Why close? “During the pandemic – explains the chef in an interview with la Repubblica – the first lockdown of 2020 gave me time to think for the first time in years. Working the way we are going to do in the next ten, twenty years is not a sustainable model. There are fewer and fewer cooks in our world, we have to find a method that works differently. So I decided to create a plan to have a new idea of good food and that’s how Noma Projects was born. Many working hours, at least 60 per week. Redzepi himself has repeatedly admitted that this organization is neither humanly nor economically sustainable. “Paying 100 employees, guaranteeing the standard of food and keeping prices affordable publicly (a dinner today already costs 470 euros per person without wine, editor’s note) is mathematically impossible,” he told the New York Times. In fact, 2021 ended with losses of 230,000 euros. The theme is therefore to rewrite the way restaurants work at a certain level. “So when we close, we will spend time building this new platform.” “Our dream is to create a financial platform that allows those who work for us to earn more. Maybe in the future we will only open three or four months a year and spend the rest of the time working on creativity.”
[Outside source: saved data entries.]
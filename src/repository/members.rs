//! Members repository for database operations

use sqlx::{Pool, Postgres, QueryBuilder, Transaction};

use crate::{
    error::{AppError, AppResult},
    models::member::{Member, MemberQuery, MemberRole, MemberRow},
};

use super::contains_pattern;

#[derive(Clone)]
pub struct MembersRepository {
    pool: Pool<Postgres>,
}

/// Column values for an insert or a full update
pub struct MemberRecord<'a> {
    pub last_name: &'a str,
    pub first_name: &'a str,
    pub role: MemberRole,
    /// Argon2 hash; `None` on update keeps the current one
    pub password_hash: Option<&'a str>,
}

impl MembersRepository {
    pub fn new(pool: Pool<Postgres>) -> Self {
        Self { pool }
    }

    /// Number of members
    pub async fn count(&self) -> AppResult<i64> {
        let count = sqlx::query_scalar("SELECT COUNT(*) FROM members")
            .fetch_one(&self.pool)
            .await?;
        Ok(count)
    }

    /// Get member by ID
    pub async fn get_by_id(&self, id: i32) -> AppResult<Member> {
        sqlx::query_as::<_, MemberRow>("SELECT * FROM members WHERE id = $1")
            .bind(id)
            .fetch_optional(&self.pool)
            .await?
            .map(Member::from)
            .ok_or_else(|| AppError::MemberNotFound(format!("Member with id {} not found", id)))
    }

    /// Members whose names match case-insensitively, oldest first
    pub async fn find_by_name(&self, last_name: &str, first_name: &str) -> AppResult<Vec<Member>> {
        let members = sqlx::query_as::<_, MemberRow>(
            r#"
            SELECT * FROM members
            WHERE LOWER(last_name) = LOWER($1) AND LOWER(first_name) = LOWER($2)
            ORDER BY id
            "#,
        )
        .bind(last_name)
        .bind(first_name)
        .fetch_all(&self.pool)
        .await?;

        Ok(members.into_iter().map(Member::from).collect())
    }

    /// Check if a name pair is already used, optionally ignoring one member
    pub async fn name_exists(
        &self,
        last_name: &str,
        first_name: &str,
        exclude_id: Option<i32>,
    ) -> AppResult<bool> {
        let exists: bool = sqlx::query_scalar(
            r#"
            SELECT EXISTS(
                SELECT 1 FROM members
                WHERE LOWER(last_name) = LOWER($1) AND LOWER(first_name) = LOWER($2)
                  AND ($3::INT IS NULL OR id != $3)
            )
            "#,
        )
        .bind(last_name)
        .bind(first_name)
        .bind(exclude_id)
        .fetch_one(&self.pool)
        .await?;
        Ok(exists)
    }

    /// List members with optional filters, ordered by id
    pub async fn list(&self, query: &MemberQuery) -> AppResult<(Vec<Member>, i64)> {
        let mut count = QueryBuilder::<Postgres>::new("SELECT COUNT(*) FROM members WHERE TRUE");
        push_filters(&mut count, query);
        let total: i64 = count.build_query_scalar::<i64>().fetch_one(&self.pool).await?;

        let mut select = QueryBuilder::<Postgres>::new("SELECT * FROM members WHERE TRUE");
        push_filters(&mut select, query);
        select
            .push(" ORDER BY id LIMIT ")
            .push_bind(query.per_page())
            .push(" OFFSET ")
            .push_bind(query.offset());

        let members = select
            .build_query_as::<MemberRow>()
            .fetch_all(&self.pool)
            .await?
            .into_iter()
            .map(Member::from)
            .collect();

        Ok((members, total))
    }

    /// Insert a member; the id is generated
    pub async fn create(&self, record: &MemberRecord<'_>) -> AppResult<Member> {
        let password_hash = record
            .password_hash
            .ok_or_else(|| AppError::Internal("Password hash missing for new member".to_string()))?;

        let row = sqlx::query_as::<_, MemberRow>(
            r#"
            INSERT INTO members (last_name, first_name, role, password)
            VALUES ($1, $2, $3, $4)
            RETURNING *
            "#,
        )
        .bind(record.last_name)
        .bind(record.first_name)
        .bind(record.role.as_str())
        .bind(password_hash)
        .fetch_one(&self.pool)
        .await?;

        Ok(row.into())
    }

    /// Replace names and role, and the password when a new hash is given.
    ///
    /// Demoting the last administrator is refused; the check and the write
    /// share one transaction holding the administrator rows.
    pub async fn update(&self, id: i32, record: &MemberRecord<'_>) -> AppResult<Member> {
        let mut tx = self.pool.begin().await?;
        let admins = lock_admins(&mut tx).await?;
        if removes_last_admin(&admins, id, record.role == MemberRole::Administrator) {
            return Err(AppError::BusinessRule(LAST_ADMIN.to_string()));
        }

        let member = sqlx::query_as::<_, MemberRow>(
            r#"
            UPDATE members
            SET last_name = $2,
                first_name = $3,
                role = $4,
                password = COALESCE($5, password),
                updated_at = NOW()
            WHERE id = $1
            RETURNING *
            "#,
        )
        .bind(id)
        .bind(record.last_name)
        .bind(record.first_name)
        .bind(record.role.as_str())
        .bind(record.password_hash)
        .fetch_optional(&mut *tx)
        .await?
        .map(Member::from)
        .ok_or_else(|| AppError::MemberNotFound(format!("Member with id {} not found", id)))?;

        tx.commit().await?;
        Ok(member)
    }

    /// Delete a member; books borrowed under their name are left untouched.
    ///
    /// Deleting the last administrator is refused, atomically with the delete.
    pub async fn delete(&self, id: i32) -> AppResult<()> {
        let mut tx = self.pool.begin().await?;
        let admins = lock_admins(&mut tx).await?;
        if removes_last_admin(&admins, id, false) {
            return Err(AppError::BusinessRule(LAST_ADMIN.to_string()));
        }

        let result = sqlx::query("DELETE FROM members WHERE id = $1")
            .bind(id)
            .execute(&mut *tx)
            .await?;

        if result.rows_affected() == 0 {
            return Err(AppError::MemberNotFound(format!("Member with id {} not found", id)));
        }
        tx.commit().await?;
        Ok(())
    }

    /// Insert `members` only if the roster is empty, all or nothing
    pub async fn load_if_empty(&self, members: &[MemberRecord<'_>]) -> AppResult<usize> {
        let mut tx = self.pool.begin().await?;
        sqlx::query("LOCK TABLE members IN SHARE ROW EXCLUSIVE MODE")
            .execute(&mut *tx)
            .await?;

        let existing: i64 = sqlx::query_scalar("SELECT COUNT(*) FROM members")
            .fetch_one(&mut *tx)
            .await?;
        if existing > 0 {
            return Ok(0);
        }

        for member in members {
            let password_hash = member.password_hash.ok_or_else(|| {
                AppError::Internal("Password hash missing for new member".to_string())
            })?;
            sqlx::query(
                r#"
                INSERT INTO members (last_name, first_name, role, password)
                VALUES ($1, $2, $3, $4)
                "#,
            )
            .bind(member.last_name)
            .bind(member.first_name)
            .bind(member.role.as_str())
            .bind(password_hash)
            .execute(&mut *tx)
            .await?;
        }

        tx.commit().await?;
        Ok(members.len())
    }
}

const LAST_ADMIN: &str = "At least one administrator must remain";

/// Lock every administrator row until the transaction ends, returning their ids
async fn lock_admins(tx: &mut Transaction<'_, Postgres>) -> AppResult<Vec<i32>> {
    let ids: Vec<i32> =
        sqlx::query_scalar("SELECT id FROM members WHERE role = $1 ORDER BY id FOR UPDATE")
            .bind(MemberRole::Administrator.as_str())
            .fetch_all(&mut **tx)
            .await?;
    Ok(ids)
}

/// Whether changing member `id` would leave the roster without an administrator
fn removes_last_admin(admins: &[i32], id: i32, stays_admin: bool) -> bool {
    !stays_admin && admins.contains(&id) && admins.len() <= 1
}

fn push_filters(builder: &mut QueryBuilder<'_, Postgres>, query: &MemberQuery) {
    if let Some(name) = query.name_term() {
        let pattern = contains_pattern(&name);
        builder
            .push(" AND (last_name ILIKE ")
            .push_bind(pattern.clone())
            .push(" OR first_name ILIKE ")
            .push_bind(pattern)
            .push(")");
    }
    if let Some(role) = query.role {
        builder.push(" AND role = ").push_bind(role.as_str());
    }
}
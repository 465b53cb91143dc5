//! Books repository for database operations

use chrono::Utc;
use sqlx::{Pool, Postgres, QueryBuilder};

use crate::{
    error::{AppError, AppResult},
    models::book::{Book, BookQuery, BookRow, BookStatus, CreateBook, UpdateBook},
};

use super::contains_pattern;

const DUPLICATE_TITLE: &str = "A book with this title already exists";

/// Book row for a bulk load; a borrower marks the book as borrowed
pub struct NewBook<'a> {
    pub title: &'a str,
    pub author: &'a str,
    pub borrower: Option<&'a str>,
}

#[derive(Clone)]
pub struct BooksRepository {
    pool: Pool<Postgres>,
}

impl BooksRepository {
    pub fn new(pool: Pool<Postgres>) -> Self {
        Self { pool }
    }

    /// Number of books in the catalog
    pub async fn count(&self) -> AppResult<i64> {
        let count = sqlx::query_scalar("SELECT COUNT(*) FROM books")
            .fetch_one(&self.pool)
            .await?;
        Ok(count)
    }

    /// Get book by ID
    pub async fn get_by_id(&self, id: i32) -> AppResult<Book> {
        sqlx::query_as::<_, BookRow>("SELECT * FROM books WHERE id = $1")
            .bind(id)
            .fetch_optional(&self.pool)
            .await?
            .map(Book::from)
            .ok_or_else(|| AppError::BookNotFound(format!("Book with id {} not found", id)))
    }

    /// Check if a title is already used, optionally ignoring one book
    pub async fn title_exists(&self, title: &str, exclude_id: Option<i32>) -> AppResult<bool> {
        let exists: bool = sqlx::query_scalar(
            "SELECT EXISTS(SELECT 1 FROM books WHERE LOWER(title) = LOWER($1) AND ($2::INT IS NULL OR id != $2))",
        )
        .bind(title)
        .bind(exclude_id)
        .fetch_one(&self.pool)
        .await?;
        Ok(exists)
    }

    /// Search books with filters and pagination
    pub async fn search(&self, query: &BookQuery) -> AppResult<(Vec<Book>, i64)> {
        let mut count = QueryBuilder::<Postgres>::new("SELECT COUNT(*) FROM books WHERE TRUE");
        push_filters(&mut count, query);
        let total: i64 = count.build_query_scalar::<i64>().fetch_one(&self.pool).await?;

        let mut select = QueryBuilder::<Postgres>::new("SELECT * FROM books WHERE TRUE");
        push_filters(&mut select, query);
        select
            .push(" ORDER BY LOWER(title) LIMIT ")
            .push_bind(query.per_page())
            .push(" OFFSET ")
            .push_bind(query.offset());

        let books = select
            .build_query_as::<BookRow>()
            .fetch_all(&self.pool)
            .await?
            .into_iter()
            .map(Book::from)
            .collect();

        Ok((books, total))
    }

    /// Insert a new available book
    pub async fn create(&self, book: &CreateBook) -> AppResult<Book> {
        sqlx::query_as::<_, BookRow>(
            r#"
            INSERT INTO books (title, author, status)
            VALUES ($1, $2, $3)
            RETURNING *
            "#,
        )
        .bind(&book.title)
        .bind(&book.author)
        .bind(BookStatus::Available.as_str())
        .fetch_one(&self.pool)
        .await
        .map(Book::from)
        .map_err(|e| AppError::from_unique_violation(e, DUPLICATE_TITLE))
    }

    /// Update title and/or author
    pub async fn update(&self, id: i32, book: &UpdateBook) -> AppResult<Book> {
        sqlx::query_as::<_, BookRow>(
            r#"
            UPDATE books
            SET title = COALESCE($2, title),
                author = COALESCE($3, author),
                updated_at = NOW()
            WHERE id = $1
            RETURNING *
            "#,
        )
        .bind(id)
        .bind(&book.title)
        .bind(&book.author)
        .fetch_optional(&self.pool)
        .await
        .map_err(|e| AppError::from_unique_violation(e, DUPLICATE_TITLE))?
        .map(Book::from)
        .ok_or_else(|| AppError::BookNotFound(format!("Book with id {} not found", id)))
    }

    /// Delete a book
    pub async fn delete(&self, id: i32) -> AppResult<()> {
        let result = sqlx::query("DELETE FROM books WHERE id = $1")
            .bind(id)
            .execute(&self.pool)
            .await?;

        if result.rows_affected() == 0 {
            return Err(AppError::BookNotFound(format!("Book with id {} not found", id)));
        }
        Ok(())
    }

    /// Flip an available book to borrowed.
    ///
    /// Returns `None` when the book does not exist or is not available; the
    /// status check and the write happen in one statement.
    pub async fn mark_borrowed(&self, id: i32, borrower: &str) -> AppResult<Option<Book>> {
        let book = sqlx::query_as::<_, BookRow>(
            r#"
            UPDATE books
            SET status = $2, borrower = $3, borrowed_at = NOW(), updated_at = NOW()
            WHERE id = $1 AND status = $4
            RETURNING *
            "#,
        )
        .bind(id)
        .bind(BookStatus::Borrowed.as_str())
        .bind(borrower)
        .bind(BookStatus::Available.as_str())
        .fetch_optional(&self.pool)
        .await?;

        Ok(book.map(Book::from))
    }

    /// Flip a borrowed book back to available, clearing the borrower
    pub async fn mark_returned(&self, id: i32) -> AppResult<Option<Book>> {
        let book = sqlx::query_as::<_, BookRow>(
            r#"
            UPDATE books
            SET status = $2, borrower = NULL, borrowed_at = NULL, updated_at = NOW()
            WHERE id = $1 AND status = $3
            RETURNING *
            "#,
        )
        .bind(id)
        .bind(BookStatus::Available.as_str())
        .bind(BookStatus::Borrowed.as_str())
        .fetch_optional(&self.pool)
        .await?;

        Ok(book.map(Book::from))
    }

    /// Insert `books` only if the catalog is empty, all or nothing.
    ///
    /// The table lock makes concurrent loaders queue up; those that find rows
    /// after acquiring it insert nothing and return 0.
    pub async fn load_if_empty(&self, books: &[NewBook<'_>]) -> AppResult<usize> {
        let mut tx = self.pool.begin().await?;
        sqlx::query("LOCK TABLE books IN SHARE ROW EXCLUSIVE MODE")
            .execute(&mut *tx)
            .await?;

        let existing: i64 = sqlx::query_scalar("SELECT COUNT(*) FROM books")
            .fetch_one(&mut *tx)
            .await?;
        if existing > 0 {
            return Ok(0);
        }

        for book in books {
            let (status, borrowed_at) = match book.borrower {
                Some(_) => (BookStatus::Borrowed, Some(Utc::now())),
                None => (BookStatus::Available, None),
            };
            sqlx::query(
                r#"
                INSERT INTO books (title, author, status, borrower, borrowed_at)
                VALUES ($1, $2, $3, $4, $5)
                "#,
            )
            .bind(book.title)
            .bind(book.author)
            .bind(status.as_str())
            .bind(book.borrower)
            .bind(borrowed_at)
            .execute(&mut *tx)
            .await
            .map_err(|e| AppError::from_unique_violation(e, DUPLICATE_TITLE))?;
        }

        tx.commit().await?;
        Ok(books.len())
    }
}

fn push_filters(builder: &mut QueryBuilder<'_, Postgres>, query: &BookQuery) {
    if let Some(ref title) = query.title {
        builder.push(" AND title ILIKE ").push_bind(contains_pattern(title));
    }
    if let Some(ref author) = query.author {
        builder.push(" AND author ILIKE ").push_bind(contains_pattern(author));
    }
    if let Some(ref q) = query.q {
        let pattern = contains_pattern(q);
        builder
            .push(" AND (title ILIKE ")
            .push_bind(pattern.clone())
            .push(" OR author ILIKE ")
            .push_bind(pattern)
            .push(")");
    }
    if let Some(status) = query.status {
        builder.push(" AND status = ").push_bind(status.as_str());
    }
}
The search for a new model – A new phase begins for René Redzepi, which gives more space to the quality of time. In the Scandinavian countries, the restaurants are busier than ever, but there are fewer and fewer staff, people choose other places, other sectors to work and this is a problem that will continue to exist unless we find a new model where People, she can work a little less and earn more.” One option would be to raise prices, of course, but that would be too expensive. We risk fine dining becoming like football’s Premier League: it’s owned by people who have a lot of money and that’s what makes it almost a hobby.